The newly adopted rule emerges after decades of advocacy by the disability community and is designed to boost civil rights protections. Specific provisions include enforceable standards for accessible medical diagnostic equipment, such as examination tables and mammography machines, and stringent requirements ensuring web content and mobile applications are accessible.
HHS Secretary Xavier Becerra highlighted the rule’s breadth, stating, “This rule strengthens the protections afforded by Section 504, a landmark civil rights law, and furthers the Department’s commitment to ensuring equal access to this nation’s health care system and its social service programs for people with disabilities and their families. It is comprehensive in scope, advancing justice for people with disabilities and helping to ensure they are not discriminated against under any program or activity receiving funding from HHS just because they have a disability.”

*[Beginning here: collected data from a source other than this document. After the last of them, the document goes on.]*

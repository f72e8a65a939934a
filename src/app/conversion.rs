//! Conversion orchestration: submit, animate, call the backend, publish the outcome

use super::App;
use crate::backend::Backend;
use crate::error::{ConvertError, ValidationError};
use crate::form::FormState;
use crate::output::{save_output, ConversionOutput};
use crate::progress::PROGRESS_STEPS;
use crate::settings::Settings;
use crate::types::*;
use eframe::egui;
use std::path::PathBuf;
use std::sync::{Arc, Mutex};
use tracing::{error, info, warn};

/// Run the progress animation and the backend call side by side.
/// The outcome is published only once every step has elapsed.
async fn run_conversion(
    request: ConversionRequest,
    settings: Settings,
    state: Arc<Mutex<ConversionState>>,
    ctx: egui::Context,
) {
    let step_duration = settings.step_duration();

    let animate = async {
        for _ in 0..PROGRESS_STEPS.len() {
            tokio::time::sleep(step_duration).await;
            state.lock().unwrap().progress.advance();
            ctx.request_repaint();
        }
    };

    let convert = async {
        Backend::for_request(&request, &settings)?
            .convert(&request, |received| {
                state.lock().unwrap().received_bytes = received;
                ctx.request_repaint();
            })
            .await
    };

    let ((), result): ((), Result<ConversionOutput, ConvertError>) = tokio::join!(animate, convert);

    let mut s = state.lock().unwrap();
    s.status = match result {
        Ok(output) => {
            info!(file = %output.file_name, bytes = output.size(), "Conversion finished");
            ConversionStatus::Succeeded(output)
        }
        Err(e) => {
            error!(error = %e, mode = ?request.mode(), "Conversion failed");
            ConversionStatus::Failed(e.to_string())
        }
    };
    drop(s);
    ctx.request_repaint();
}

/// Validate `form` and spawn a conversion. Nothing is spawned on failure.
pub(crate) fn start_conversion(
    form: &FormState,
    settings: &Settings,
    state: &Arc<Mutex<ConversionState>>,
    ctx: &egui::Context,
    runtime: &tokio::runtime::Handle,
) -> Result<(), ValidationError> {
    let request = form.validate()?;

    {
        let mut s = state.lock().unwrap();
        if s.status.is_running() {
            warn!("Conversion already running, ignoring submit");
            return Ok(());
        }
        s.start(PROGRESS_STEPS.len());
    }

    info!(mode = ?request.mode(), "Starting conversion");
    runtime.spawn(run_conversion(
        request,
        settings.clone(),
        state.clone(),
        ctx.clone(),
    ));
    Ok(())
}

impl App {
    pub fn submit(&mut self, ctx: &egui::Context) {
        match start_conversion(
            &self.form,
            &self.settings,
            &self.conversion_state,
            ctx,
            self.runtime.handle(),
        ) {
            Ok(()) => {
                self.output = None;
                self.last_saved = None;
            }
            Err(e) => {
                warn!(error = %e, "Submission rejected");
                let description = if e == ValidationError::MissingField("Source file") {
                    "Please upload your TIBCO BW source code file.".to_string()
                } else {
                    format!("{}.", e)
                };
                self.notify(ToastKind::Error, e.title(), description);
            }
        }
    }

    /// Pick up a finished conversion from the background task
    pub fn poll_conversion(&mut self) {
        let finished = self.conversion_state.lock().unwrap().take_finished();
        if let Some(status) = finished {
            let outcome = publish_outcome(status, &self.settings);
            if outcome.saved_to.is_some() {
                self.last_saved = outcome.saved_to;
            }
            self.output = outcome.output;
            self.toast = outcome.toast;
        }
    }
}

/// What the window shows once a conversion has finished
#[derive(Debug, Default)]
pub(crate) struct Outcome {
    pub output: Option<ConversionOutput>,
    pub toast: Option<Toast>,
    pub saved_to: Option<PathBuf>,
}

/// Turn a finished status into the output card, the toast and an optional auto-save
pub(crate) fn publish_outcome(status: ConversionStatus, settings: &Settings) -> Outcome {
    match status {
        ConversionStatus::Succeeded(output) => {
            let mut outcome = Outcome {
                toast: Some(Toast::new(
                    ToastKind::Success,
                    "Conversion Successful!",
                    "Your TIBCO BW code has been successfully converted to Spring Boot.",
                )),
                ..Default::default()
            };
            if settings.auto_save {
                let dir = settings.output_path_or_default();
                match save_output(&dir, &output) {
                    Ok(path) => outcome.saved_to = Some(path),
                    Err(e) => {
                        error!(error = %e, dir = %dir.display(), "Auto-save failed");
                        outcome.toast = Some(Toast::new(ToastKind::Error, "Save Failed", e.to_string()));
                    }
                }
            }
            outcome.output = Some(output);
            outcome
        }
        ConversionStatus::Failed(_) => Outcome {
            toast: Some(Toast::new(
                ToastKind::Error,
                "Conversion Failed",
                "There was an error during the conversion process. Please check your source code and try again.",
            )),
            ..Default::default()
        },
        ConversionStatus::Idle | ConversionStatus::Running => Outcome::default(),
    }
}

#[cfg(test)]
mod tests {
    use super::*;
    use crate::constants::CONVERT_PATH;
    use crate::types::ConversionMode;
    use std::time::{Duration, Instant};

    fn fast_settings() -> Settings {
        Settings {
            step_duration_ms: 5,
            ..Default::default()
        }
    }

    fn wait_finished(state: &Arc<Mutex<ConversionState>>) -> ConversionStatus {
        let deadline = Instant::now() + Duration::from_secs(10);
        loop {
            if let Some(status) = state.lock().unwrap().take_finished() {
                return status;
            }
            assert!(Instant::now() < deadline, "conversion did not finish");
            std::thread::sleep(Duration::from_millis(5));
        }
    }

    #[test]
    fn missing_field_issues_no_request() {
        let mut server = mockito::Server::new();
        let mock = server.mock("POST", CONVERT_PATH).expect(0).create();

        let runtime = tokio::runtime::Runtime::new().unwrap();
        let state = Arc::new(Mutex::new(ConversionState::default()));
        let settings = Settings {
            backend_url: server.url(),
            ..fast_settings()
        };
        let form = FormState {
            mode: ConversionMode::Project,
            project_archive: Some(PathBuf::from("/tmp/orders.zip")),
            config_file: Some(PathBuf::from("/tmp/app.properties")),
            target_git: "https://git.example.com/x.git".into(),
            ..Default::default()
        };

        let result = start_conversion(&form, &settings, &state, &egui::Context::default(), runtime.handle());

        assert_eq!(result, Err(ValidationError::MissingField("Work directory")));
        assert!(matches!(state.lock().unwrap().status, ConversionStatus::Idle));
        std::thread::sleep(Duration::from_millis(50));
        mock.assert();
    }

    #[test]
    fn project_success_publishes_archive_after_all_steps() {
        let mut server = mockito::Server::new();
        let mock = server
            .mock("POST", CONVERT_PATH)
            .with_status(200)
            .with_body(b"PK\x03\x04")
            .expect(1)
            .create();

        let dir = tempfile::tempdir().unwrap();
        let archive = dir.path().join("orders.zip");
        let config = dir.path().join("app.properties");
        std::fs::write(&archive, b"zip").unwrap();
        std::fs::write(&config, b"a=b").unwrap();

        let runtime = tokio::runtime::Runtime::new().unwrap();
        let state = Arc::new(Mutex::new(ConversionState::default()));
        let settings = Settings {
            backend_url: server.url(),
            ..fast_settings()
        };
        let form = FormState {
            mode: ConversionMode::Project,
            project_archive: Some(archive),
            work_dir: "orders".into(),
            config_file: Some(config),
            target_git: "https://git.example.com/orders.git".into(),
            ..Default::default()
        };

        start_conversion(&form, &settings, &state, &egui::Context::default(), runtime.handle()).unwrap();
        let status = wait_finished(&state);

        mock.assert();
        assert!(state.lock().unwrap().progress.is_complete());
        match status {
            ConversionStatus::Succeeded(output) => {
                assert_eq!(output.file_name, "orders-spring-boot.zip");
                assert_eq!(output.bytes(), b"PK\x03\x04");
            }
            other => panic!("unexpected {:?}", other),
        }
    }

    #[test]
    fn backend_error_status_fails_without_output() {
        let mut server = mockito::Server::new();
        let _mock = server.mock("POST", CONVERT_PATH).with_status(502).create();

        let dir = tempfile::tempdir().unwrap();
        let archive = dir.path().join("p.zip");
        let config = dir.path().join("c.xml");
        std::fs::write(&archive, b"zip").unwrap();
        std::fs::write(&config, b"<c/>").unwrap();

        let runtime = tokio::runtime::Runtime::new().unwrap();
        let state = Arc::new(Mutex::new(ConversionState::default()));
        let settings = Settings {
            backend_url: server.url(),
            ..fast_settings()
        };
        let form = FormState {
            mode: ConversionMode::Project,
            project_archive: Some(archive),
            work_dir: "p".into(),
            config_file: Some(config),
            target_git: "t".into(),
            ..Default::default()
        };

        start_conversion(&form, &settings, &state, &egui::Context::default(), runtime.handle()).unwrap();
        assert!(matches!(wait_finished(&state), ConversionStatus::Failed(msg) if msg.contains("502")));
    }

    #[test]
    fn mock_conversion_succeeds_with_full_rate() {
        let runtime = tokio::runtime::Runtime::new().unwrap();
        let state = Arc::new(Mutex::new(ConversionState::default()));
        let settings = Settings {
            mock_success_rate: 1.0,
            ..fast_settings()
        };
        let form = FormState {
            source_file: Some(PathBuf::from("Orders.process.bw")),
            ..Default::default()
        };

        start_conversion(&form, &settings, &state, &egui::Context::default(), runtime.handle()).unwrap();
        match wait_finished(&state) {
            ConversionStatus::Succeeded(output) => assert!(output.text().is_some()),
            other => panic!("unexpected {:?}", other),
        }
    }

    #[test]
    fn mock_conversion_fails_with_zero_rate() {
        let runtime = tokio::runtime::Runtime::new().unwrap();
        let state = Arc::new(Mutex::new(ConversionState::default()));
        let settings = Settings {
            mock_success_rate: 0.0,
            ..fast_settings()
        };
        let form = FormState {
            mode: ConversionMode::Repository,
            source_repo: "https://git.example.com/bw.git".into(),
            target_repo: "https://git.example.com/spring.git".into(),
            ..Default::default()
        };

        start_conversion(&form, &settings, &state, &egui::Context::default(), runtime.handle()).unwrap();
        assert!(matches!(wait_finished(&state), ConversionStatus::Failed(_)));
    }

    #[test]
    fn success_offers_output_and_success_toast() {
        let status = ConversionStatus::Succeeded(ConversionOutput::source("A.java", "class A {}"));
        let outcome = publish_outcome(status, &Settings::default());

        assert!(outcome.output.is_some());
        assert!(outcome.saved_to.is_none());
        let toast = outcome.toast.unwrap();
        assert_eq!(toast.kind, ToastKind::Success);
        assert_eq!(toast.title, "Conversion Successful!");
    }

    #[test]
    fn failure_offers_no_output_and_failure_toast() {
        let outcome = publish_outcome(ConversionStatus::Failed("HTTP 502".into()), &Settings::default());

        assert!(outcome.output.is_none());
        let toast = outcome.toast.unwrap();
        assert_eq!(toast.kind, ToastKind::Error);
        assert_eq!(toast.title, "Conversion Failed");
    }

    #[test]
    fn auto_save_writes_into_output_folder() {
        let dir = tempfile::tempdir().unwrap();
        let settings = Settings {
            auto_save: true,
            output_path: Some(dir.path().to_string_lossy().to_string()),
            ..Default::default()
        };
        let status = ConversionStatus::Succeeded(ConversionOutput::archive("orders-spring-boot.zip", b"PK".to_vec()));
        let outcome = publish_outcome(status, &settings);

        let saved = outcome.saved_to.unwrap();
        assert_eq!(saved, dir.path().join("orders-spring-boot.zip"));
        assert_eq!(std::fs::read(&saved).unwrap(), b"PK");
        assert!(outcome.output.is_some());
        assert_eq!(outcome.toast.unwrap().kind, ToastKind::Success);
    }

    #[test]
    fn unfinished_status_publishes_nothing() {
        let outcome = publish_outcome(ConversionStatus::Running, &Settings::default());
        assert!(outcome.output.is_none() && outcome.toast.is_none());
    }
}
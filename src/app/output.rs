//! Actions on the converted output: save, copy, reveal

use super::App;
use crate::output::{save_output, save_output_as};
use crate::types::ToastKind;
use eframe::egui;
use tracing::{debug, error, info};

impl App {
    /// Ask where to save, pre-filled with the output's own name
    pub fn save_output_dialog(&mut self) {
        let Some(output) = self.output.as_ref() else {
            return;
        };

        let dir = self.settings.output_path_or_default();
        std::fs::create_dir_all(&dir).ok();
        let Some(path) = rfd::FileDialog::new()
            .set_directory(&dir)
            .set_file_name(&output.file_name)
            .save_file()
        else {
            debug!("Save dialog dismissed");
            return;
        };

        match save_output_as(&path, output) {
            Ok(()) => {
                let name = path
                    .file_name()
                    .map(|n| n.to_string_lossy().to_string())
                    .unwrap_or_default();
                self.last_saved = Some(path);
                self.notify(ToastKind::Success, "Download Complete", format!("Saved {}", name));
            }
            Err(e) => {
                error!(error = %e, path = %path.display(), "Failed to save output");
                self.notify(ToastKind::Error, "Save Failed", e.to_string());
            }
        }
    }

    /// Save straight into the configured output folder
    pub fn save_output_quick(&mut self) {
        let Some(output) = self.output.as_ref() else {
            return;
        };
        let dir = self.settings.output_path_or_default();
        match save_output(&dir, output) {
            Ok(path) => {
                let shown = path.display().to_string();
                self.last_saved = Some(path);
                self.notify(ToastKind::Success, "Download Complete", format!("Saved to {}", shown));
            }
            Err(e) => {
                error!(error = %e, dir = %dir.display(), "Failed to save output");
                self.notify(ToastKind::Error, "Save Failed", e.to_string());
            }
        }
    }

    pub fn copy_output(&mut self, ctx: &egui::Context) {
        let Some(code) = self.output.as_ref().and_then(|o| o.text()) else {
            return;
        };
        ctx.copy_text(code.to_string());
        info!(chars = code.len(), "Generated code copied to clipboard");
        self.notify(
            ToastKind::Success,
            "Code Copied!",
            "The generated Spring Boot code has been copied to your clipboard.",
        );
    }

    pub fn open_output_folder(&self) {
        let dir = self
            .last_saved
            .as_ref()
            .and_then(|p| p.parent().map(|p| p.to_path_buf()))
            .unwrap_or_else(|| self.settings.output_path_or_default());
        std::fs::create_dir_all(&dir).ok();
        if let Err(e) = open::that(&dir) {
            error!(error = %e, dir = %dir.display(), "Failed to open output folder");
        }
    }
}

The rule addresses various discriminatory practices within medical and social services, explicitly prohibiting medical treatment decisions based on biases or stereotypes about disabilities. It ensures that disability does not serve as a basis for denying or limiting access to necessary services and emphasizes the importance of delivering services in the most integrated settings possible.
Melanie Fontes Rainer, Director of HHS OCR, expressed the urgency of the rule, noting the overwhelming support received during the public comment period. “Today’s rule is long overdue. My office heard from thousands in overwhelming support of this rule and the need to update this rule now for people with disabilities. By removing barriers to health care and social services, this rule advances justice for people with disabilities who have for too long been subject to discrimination.”
According to the HHS press release, the rule specifically:
- Ensures that medical treatment decisions are not based on negative biases or stereotypes about individuals with disabilities, judgments that an individual with a disability will be a burden on others, or dehumanizing beliefs that the life of an individual with a disability has less value than the life of a person without a disability.
- Prohibits the use of any measure, assessment, or tool that discounts the value of a life extension on the basis of disability to deny, limit, or otherwise condition access to an aid, benefit or service.
- Defines what accessibility means for websites and mobile applications and sets forth a specific technical standard to ensure that health care and human service activities delivered through these platforms are readily accessible to and usable by individuals with disabilities.
- Adopts the U.S. Access Board’s standards for accessible medical diagnostic equipment, like exam tables and mammography machines.
- Details requirements to ensure nondiscrimination in the services provided by HHS-funded child welfare agencies, including, but not limited to, reasonable efforts to prevent foster care placement, parent-child visitation, reunification services, child placement, parenting skills programs, and in- and out-of-home services.
- Clarifies obligations to provide services in the most integrated setting, like receiving services in one’s own home, appropriate to the needs of individuals with disabilities.
This rule takes effect 60 days after publication. As HHS moves forward with implementing this rule, it continues to invite feedback and engage with communities to ensure protection and support for individuals with disabilities. For those experiencing or witnessing discrimination, HHS encourages filing a complaint through the OCR complaint portal to help uphold the enforcement of these critical protections.